• [Work instructions]
Below are the records; copy each line in them that holds the word "within".
··········
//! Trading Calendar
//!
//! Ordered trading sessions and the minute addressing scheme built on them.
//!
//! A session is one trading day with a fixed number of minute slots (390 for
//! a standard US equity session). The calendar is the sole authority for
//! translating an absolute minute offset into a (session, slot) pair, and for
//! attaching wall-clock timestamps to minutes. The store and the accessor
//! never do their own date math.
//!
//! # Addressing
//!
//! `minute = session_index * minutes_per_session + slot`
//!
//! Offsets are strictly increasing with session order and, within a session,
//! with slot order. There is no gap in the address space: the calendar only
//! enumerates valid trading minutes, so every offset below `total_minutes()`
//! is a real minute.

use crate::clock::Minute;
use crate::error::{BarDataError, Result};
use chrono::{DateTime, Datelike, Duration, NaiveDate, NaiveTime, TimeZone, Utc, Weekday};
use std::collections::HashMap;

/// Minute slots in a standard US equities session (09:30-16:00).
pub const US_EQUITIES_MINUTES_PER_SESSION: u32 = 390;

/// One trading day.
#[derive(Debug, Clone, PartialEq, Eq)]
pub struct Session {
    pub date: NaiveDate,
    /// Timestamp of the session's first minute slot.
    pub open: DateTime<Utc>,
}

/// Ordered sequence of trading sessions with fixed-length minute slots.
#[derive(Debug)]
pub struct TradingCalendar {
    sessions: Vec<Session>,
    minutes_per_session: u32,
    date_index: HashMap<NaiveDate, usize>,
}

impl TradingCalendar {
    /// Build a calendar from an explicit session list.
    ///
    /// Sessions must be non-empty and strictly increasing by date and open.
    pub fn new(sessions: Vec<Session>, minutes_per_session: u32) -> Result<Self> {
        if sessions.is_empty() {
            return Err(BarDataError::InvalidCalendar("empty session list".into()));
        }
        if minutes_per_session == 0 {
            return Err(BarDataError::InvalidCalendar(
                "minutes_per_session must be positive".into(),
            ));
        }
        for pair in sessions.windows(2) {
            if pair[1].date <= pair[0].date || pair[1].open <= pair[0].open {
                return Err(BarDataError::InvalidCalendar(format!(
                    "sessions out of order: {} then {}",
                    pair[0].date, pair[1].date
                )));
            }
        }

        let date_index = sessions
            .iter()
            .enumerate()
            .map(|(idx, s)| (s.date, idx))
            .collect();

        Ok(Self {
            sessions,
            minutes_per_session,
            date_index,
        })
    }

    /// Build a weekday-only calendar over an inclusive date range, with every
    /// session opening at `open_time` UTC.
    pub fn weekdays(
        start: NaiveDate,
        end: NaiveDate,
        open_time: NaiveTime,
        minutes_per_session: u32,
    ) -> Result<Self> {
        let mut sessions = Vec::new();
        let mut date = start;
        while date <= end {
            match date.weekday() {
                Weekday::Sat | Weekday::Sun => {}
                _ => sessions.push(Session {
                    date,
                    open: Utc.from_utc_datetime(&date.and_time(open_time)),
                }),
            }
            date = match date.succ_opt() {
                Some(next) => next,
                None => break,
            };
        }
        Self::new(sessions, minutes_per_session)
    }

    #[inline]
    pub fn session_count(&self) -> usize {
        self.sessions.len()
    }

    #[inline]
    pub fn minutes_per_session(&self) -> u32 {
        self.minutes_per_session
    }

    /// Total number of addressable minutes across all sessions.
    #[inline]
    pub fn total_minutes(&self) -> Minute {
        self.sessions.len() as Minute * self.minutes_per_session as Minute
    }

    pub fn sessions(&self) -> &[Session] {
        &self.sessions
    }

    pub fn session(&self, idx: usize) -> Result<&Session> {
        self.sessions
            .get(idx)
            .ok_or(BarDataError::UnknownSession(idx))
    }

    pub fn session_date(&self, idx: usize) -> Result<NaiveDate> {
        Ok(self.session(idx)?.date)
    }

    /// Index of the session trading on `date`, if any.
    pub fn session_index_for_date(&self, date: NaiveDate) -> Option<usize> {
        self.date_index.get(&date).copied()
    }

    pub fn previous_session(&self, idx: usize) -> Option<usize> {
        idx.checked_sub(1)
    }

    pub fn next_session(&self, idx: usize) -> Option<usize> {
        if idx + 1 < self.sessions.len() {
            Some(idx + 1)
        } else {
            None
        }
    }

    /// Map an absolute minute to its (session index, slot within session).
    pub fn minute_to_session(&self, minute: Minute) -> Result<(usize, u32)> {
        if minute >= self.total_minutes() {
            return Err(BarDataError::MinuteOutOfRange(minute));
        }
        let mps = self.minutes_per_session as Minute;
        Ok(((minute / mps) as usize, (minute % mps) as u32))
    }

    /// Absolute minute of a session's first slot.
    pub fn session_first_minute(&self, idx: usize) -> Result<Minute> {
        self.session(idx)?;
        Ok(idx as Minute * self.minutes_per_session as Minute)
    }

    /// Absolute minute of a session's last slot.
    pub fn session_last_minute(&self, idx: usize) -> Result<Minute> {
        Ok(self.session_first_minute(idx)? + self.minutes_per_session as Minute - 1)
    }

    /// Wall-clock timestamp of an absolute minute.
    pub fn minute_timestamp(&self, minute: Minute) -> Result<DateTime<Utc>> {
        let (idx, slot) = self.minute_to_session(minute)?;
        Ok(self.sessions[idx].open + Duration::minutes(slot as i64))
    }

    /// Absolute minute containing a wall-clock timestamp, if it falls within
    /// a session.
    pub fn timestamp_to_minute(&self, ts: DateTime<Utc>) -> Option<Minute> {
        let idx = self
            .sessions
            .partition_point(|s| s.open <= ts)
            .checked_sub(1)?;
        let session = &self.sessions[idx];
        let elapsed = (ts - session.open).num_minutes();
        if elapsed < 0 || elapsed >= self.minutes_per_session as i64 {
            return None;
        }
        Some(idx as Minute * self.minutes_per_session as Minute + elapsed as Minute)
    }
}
··········
• [Answer to the problem]
//! Offsets are strictly increasing with session order and, within a session,
    /// Map an absolute minute to its (session index, slot within session).
    /// Absolute minute containing a wall-clock timestamp, if it falls within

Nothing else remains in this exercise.